U.S. Seizes Spy Who Had Worked in White House

This article is from the archive of The New York Sun before the launch of its new website in 2022. The Sun has neither altered nor updated such articles but will seek to correct any errors, mis-categorizations or other problems introduced during transfer.

The New York Sun

WASHINGTON – The FBI confirmed yesterday the arrest of a former U.S. Marine and aide to two vice presidents who is accused of funneling America’s secrets to politicians in his home country, the Philippines.


Yesterday, ABC News reported that the CIA and FBI believe Leandro Aragoncillo “used his top secret clearance to steal classified intelligence documents from White House computers.”


FBI special agent Richard Kolko confirmed that Mr. Aragoncillo was arrested last month and that “there is an ongoing investigation.” Mr. Aragoncillo started working at the White House in 1999.


If the allegations stick, it would be one of the most serious intelligence penetrations in recent American history. Mr. Aragoncillo, 46, worked for both Vice President Cheney and Vice President Gore, and is said to have funneled top secret documents from White House computers to opposition politicians in the Philippines, an American ally.


The only recent scandal that comes close was in 1971, when a Navy stenographer, Charles Radford, testified to Defense Department investigators that he had been relaying private policy discussions between President Nixon and his national security adviser, Henry Kissinger, to his superiors at the Pentagon. But in that case the mole was working for the American military, not a foreign government.

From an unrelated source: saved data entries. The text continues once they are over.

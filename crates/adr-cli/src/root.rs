use adr_core::paths;
use std::path::{Path, PathBuf};

/// Resolve the store directory.
///
/// Priority:
/// 1. `--dir` flag / `ADR_STORE_DIR` env var (passed in as `explicit`)
/// 2. `docs/decisions` relative to the current directory
pub fn resolve_store_dir(explicit: Option<&Path>) -> PathBuf {
    match explicit {
        Some(p) => p.to_path_buf(),
        None => PathBuf::from(paths::DEFAULT_STORE_DIR),
    }
}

ABC News reported that Mr. Aragoncillo, who is a naturalized American citizen, stole “damaging dossiers on the president of the Philippines.” He “then passed those on to opposition politicians planning a coup in the Pacific nation.” A criminal complaint against him accuses him of downloading 100 documents when he was working for the bureau recently at an intelligence center at Fort Monmouth, N.J. The news organization quotes U.S. Attorney Christopher Christie as saying that Mr. Aragoncillo transferred most of his information via e-mail.


Asked for a comment yesterday about the potential scandal, a former senior CIA operations officer, Duane Clarridge, said he primarily blamed America’s spy catchers.


“The point is the total breakdown of the U.S. counterintelligence and the intelligence services has brought this about,” he said. “Obviously, the vetting of this guy for a sensitive job, whether he was a cook in the White House or an aid to vice presidents, fell down somewhere.”


As for the potential for major national security damage, Mr. Clarridge said he thought the penetration “was a major blow.”


A former associate deputy director of the FBI, though, said that the potential damage to American national security was minimal. “Anytime you have a trusted officer in your midst who is given access to top secret information and that person chooses to betray your trust, it is significant,” Buck Revell said.


“Frankly I don’t think it will be on the scale of the Robert Hanssen case, where you had a guy who was betraying secrets to our mortal enemy, the KGB. The Philippines are an allied country. This appears to be focused on obtaining political intelligence for partisan purposes in the Philippines rather than a threat to U.S. national security.”


Mr. Revell, who oversaw the bureau’s investigative and intelligence operations, did, however, dispute the view that the lax vetting process was to blame for the potential spy scandal.


“Most people who betray their country never intend when they take the job to do so. The vetting process occurs before they enter the job,” he said. Still, Mr. Revell said more could be done by the bureau to monitor those who do hold high-level security clearances.